• _WHAT THIS TASK INVOLVES_: Should a line in the entries below contain "replaces", return that line.

§

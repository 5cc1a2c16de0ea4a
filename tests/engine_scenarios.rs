use std::collections::BTreeSet;
use std::sync::Arc;

use pike::config::EngineConfig;
use pike::document::document::Document;
use pike::document::identity::IdentityGenerator;
use pike::error::PikeError;
use pike::index::IndexEngine;
use pike::index::manifest::is_segment_file;
use pike::query::{FunctionKind, Query, QueryDefinition, SortField};
use pike::schema::{FieldDeclaration, FieldTemplate};
use pike::storage::Storage;
use pike::storage::memory::MemoryStorage;
use serde_json::json;

fn schema() -> Vec<FieldDeclaration> {
    vec![
        FieldDeclaration::new("title", FieldTemplate::Text).stored(true),
        FieldDeclaration::new("category", FieldTemplate::String).stored(true).facet(true),
        FieldDeclaration::new("price", FieldTemplate::LongValue),
        FieldDeclaration::new("weight", FieldTemplate::DoubleValue),
    ]
}

fn open_engine(storage: Arc<MemoryStorage>, config: EngineConfig) -> IndexEngine {
    let engine = IndexEngine::open("scenario", storage, config).unwrap();
    engine.update_schema(schema()).unwrap();
    engine
}

fn engine() -> IndexEngine {
    open_engine(Arc::new(MemoryStorage::new()), EngineConfig::default())
}

fn segment_files(storage: &MemoryStorage) -> BTreeSet<String> {
    storage
        .list_files()
        .unwrap()
        .into_iter()
        .filter(|name| is_segment_file(name))
        .collect()
}

#[test]
fn test_written_document_reads_back() {
    let engine = engine();
    engine
        .write(&[Document::with_id("book-1")
            .field("title", "The Rust Programming Language")
            .field("category", "programming")
            .field("price", 40i64)])
        .unwrap();

    let doc = engine.get_document("book-1").unwrap().unwrap();
    assert_eq!(
        doc.get_field("title").and_then(|v| v.as_text()),
        Some("The Rust Programming Language")
    );
    assert_eq!(doc.get_field("category").and_then(|v| v.as_text()), Some("programming"));
    assert!(engine.get_document("book-2").unwrap().is_none());
}

#[test]
fn test_upsert_is_idempotent() {
    let engine = engine();
    let doc = Document::with_id("same").field("title", "repeated write").field("price", 7i64);

    for _ in 0..3 {
        engine.write(&[doc.clone()]).unwrap();
    }

    let result = engine.search(&QueryDefinition::new()).unwrap();
    assert_eq!(result.total_hits, 1);
    assert_eq!(result.identities(), vec!["same"]);

    // a later version replaces the earlier one
    engine
        .write(&[Document::with_id("same").field("title", "changed").field("price", 8i64)])
        .unwrap();
    let result = engine
        .search(&QueryDefinition::new().query_string("repeated", "title"))
        .unwrap();
    assert_eq!(result.total_hits, 0);
    assert_eq!(engine.status().unwrap().num_docs, 1);
}

#[test]
fn test_generated_identities_are_distinct_and_ordered() {
    let generator = IdentityGenerator::new();
    let identities: Vec<String> = (0..10_000).map(|_| generator.next_identity()).collect();

    let distinct: BTreeSet<&String> = identities.iter().collect();
    assert_eq!(distinct.len(), identities.len());
    for pair in identities.windows(2) {
        assert!(pair[0] < pair[1]);
    }

    // documents without an identity get one at write time
    let engine = engine();
    let written = engine
        .write(&[
            Document::new().field("title", "first"),
            Document::new().field("title", "second"),
        ])
        .unwrap();
    assert_eq!(written.len(), 2);
    assert!(written[0] < written[1]);
    assert!(engine.get_document(&written[1]).unwrap().is_some());
}

#[test]
fn test_min_max_aggregation() {
    let engine = engine();
    engine
        .write(&[
            Document::with_id("a").field("title", "red").field("price", 12i64).field("weight", 1.5),
            Document::with_id("b").field("title", "red").field("price", -3i64).field("weight", 0.25),
            Document::with_id("c").field("title", "blue").field("price", 99i64),
        ])
        .unwrap();

    let result = engine
        .search(
            &QueryDefinition::new()
                .query_string("red", "title")
                .function("price", FunctionKind::Min)
                .function("price", FunctionKind::Max)
                .function("weight", FunctionKind::Max),
        )
        .unwrap();
    assert_eq!(result.total_hits, 2);
    assert_eq!(result.function("price", FunctionKind::Min).unwrap().value, Some(json!(-3)));
    assert_eq!(result.function("price", FunctionKind::Max).unwrap().value, Some(json!(12)));
    assert_eq!(result.function("weight", FunctionKind::Max).unwrap().value, Some(json!(1.5)));

    // no matching document carries a weight
    let result = engine
        .search(
            &QueryDefinition::new()
                .query_string("blue", "title")
                .function("weight", FunctionKind::Min),
        )
        .unwrap();
    assert_eq!(result.function("weight", FunctionKind::Min).unwrap().value, None);
}

#[test]
fn test_schema_swap_leaves_open_searchers_alone() {
    let engine = engine();
    engine.write(&[Document::with_id("1").field("title", "before")]).unwrap();

    let before = engine.searcher().unwrap();

    let mut declarations = schema();
    declarations.push(FieldDeclaration::new("color", FieldTemplate::String));
    engine.update_schema(declarations).unwrap();
    engine
        .write(&[Document::with_id("2").field("title", "after").field("color", "red")])
        .unwrap();

    // the earlier searcher keeps its schema and its snapshot
    assert!(before.field_map().get("color").is_none());
    assert_eq!(before.num_docs(), 1);
    let err = before
        .search(&QueryDefinition::new().with_query(Query::term("color", "red")))
        .unwrap_err();
    assert!(matches!(err, PikeError::Query(_)));

    let result = engine
        .search(&QueryDefinition::new().with_query(Query::term("color", "red")))
        .unwrap();
    assert_eq!(result.identities(), vec!["2"]);
}

#[test]
fn test_invalid_requests_fail_fast() {
    let engine = engine();
    engine.write(&[Document::with_id("1").field("title", "hello")]).unwrap();

    let invalid = [
        QueryDefinition::new().query_string("hello", "missing"),
        QueryDefinition::new().sort(SortField::asc("missing")),
        QueryDefinition::new().sort(SortField::asc("title")),
        QueryDefinition::new().facet("title", 10),
        QueryDefinition::new().function("missing", FunctionKind::Max),
    ];
    for definition in &invalid {
        let err = engine.search(definition).unwrap_err();
        assert!(matches!(err, PikeError::Query(_)), "{definition:?} gave {err}");
        assert_eq!(engine.active_snapshot_holders(), 0);
    }
}

#[test]
fn test_segments_merge_above_limit() {
    let config = EngineConfig {
        max_segments: 3,
        ..EngineConfig::default()
    };
    let engine = open_engine(Arc::new(MemoryStorage::new()), config);

    for i in 0..10 {
        engine
            .write(&[Document::with_id(format!("doc{i}")).field("price", i as i64)])
            .unwrap();
        assert!(engine.status().unwrap().segments <= 3);
    }
    engine.delete(&["doc0", "doc1"]).unwrap();

    let status = engine.status().unwrap();
    assert_eq!(status.num_docs, 8);
    let result = engine
        .search(&QueryDefinition::new().sort(SortField::asc("price")).rows(3))
        .unwrap();
    assert_eq!(result.identities(), vec!["doc2", "doc3", "doc4"]);
}

#[test]
fn test_obsolete_files_removed_after_release() {
    let storage = Arc::new(MemoryStorage::new());
    let config = EngineConfig {
        max_segments: 1,
        ..EngineConfig::default()
    };
    let engine = open_engine(Arc::clone(&storage), config);
    engine.write(&[Document::with_id("1").field("title", "one")]).unwrap();

    let held = engine.searcher().unwrap();
    let held_files = segment_files(&storage);
    assert!(!held_files.is_empty());

    // the merge replaces every segment
    engine.write(&[Document::with_id("2").field("title", "two")]).unwrap();
    let after = segment_files(&storage);
    assert!(held_files.is_subset(&after));
    assert_eq!(held.num_docs(), 1);

    drop(held);
    let remaining = segment_files(&storage);
    assert!(remaining.is_disjoint(&held_files));
    assert_eq!(engine.active_snapshot_holders(), 0);
    assert_eq!(engine.search(&QueryDefinition::new()).unwrap().total_hits, 2);
}

#[test]
fn test_reopen_keeps_documents() {
    let storage = Arc::new(MemoryStorage::new());
    {
        let engine = open_engine(Arc::clone(&storage), EngineConfig::default());
        engine
            .write(&[Document::with_id("kept").field("title", "durable").field("price", 5i64)])
            .unwrap();
        engine
            .update_values(&[Document::with_id("kept").field("price", 6i64)])
            .unwrap();
    }

    let engine = IndexEngine::open("scenario", storage, EngineConfig::default()).unwrap();
    let result = engine
        .search(
            &QueryDefinition::new()
                .query_string("durable", "title")
                .function("price", FunctionKind::Max),
        )
        .unwrap();
    assert_eq!(result.identities(), vec!["kept"]);
    assert_eq!(result.function("price", FunctionKind::Max).unwrap().value, Some(json!(6)));
    assert!(!result.documents[0].fields.contains_key("price"));
}

#[test]
fn test_concurrent_writers_and_searchers() {
    const WRITERS: usize = 4;
    const PER_WRITER: usize = 25;
    let engine = open_engine(
        Arc::new(MemoryStorage::new()),
        EngineConfig {
            max_segments: 4,
            ..EngineConfig::default()
        },
    );

    std::thread::scope(|scope| {
        for writer in 0..WRITERS {
            let engine = &engine;
            scope.spawn(move || {
                for i in 0..PER_WRITER {
                    engine
                        .write(&[Document::with_id(format!("w{writer}-{i}"))
                            .field("title", "concurrent write")
                            .field("price", i as i64)])
                        .unwrap();
                }
            });
        }
        for _ in 0..2 {
            let engine = &engine;
            scope.spawn(move || {
                let mut last_version = 0;
                for _ in 0..50 {
                    let searcher = engine.searcher().unwrap();
                    assert!(searcher.version() >= last_version);
                    last_version = searcher.version();

                    // a held snapshot does not move while writers refresh
                    let all = searcher.search(&QueryDefinition::new().rows(0)).unwrap();
                    let matched = searcher
                        .search(&QueryDefinition::new().query_string("concurrent", "title").rows(0))
                        .unwrap();
                    assert_eq!(all.total_hits, searcher.num_docs());
                    assert_eq!(matched.total_hits, all.total_hits);
                    assert_eq!(searcher.version(), last_version);
                }
            });
        }
    });

    let total = (WRITERS * PER_WRITER) as u64;
    assert_eq!(engine.version(), total);
    assert_eq!(engine.search(&QueryDefinition::new().rows(0)).unwrap().total_hits, total);
    for writer in 0..WRITERS {
        for i in 0..PER_WRITER {
            assert!(engine.get_document(&format!("w{writer}-{i}")).unwrap().is_some());
        }
    }
    assert_eq!(engine.active_snapshot_holders(), 0);
    assert!(engine.status().unwrap().segments <= 4);
}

§

• _THE ANSWER_:
    // a later version replaces the earlier one
    // the merge replaces every segment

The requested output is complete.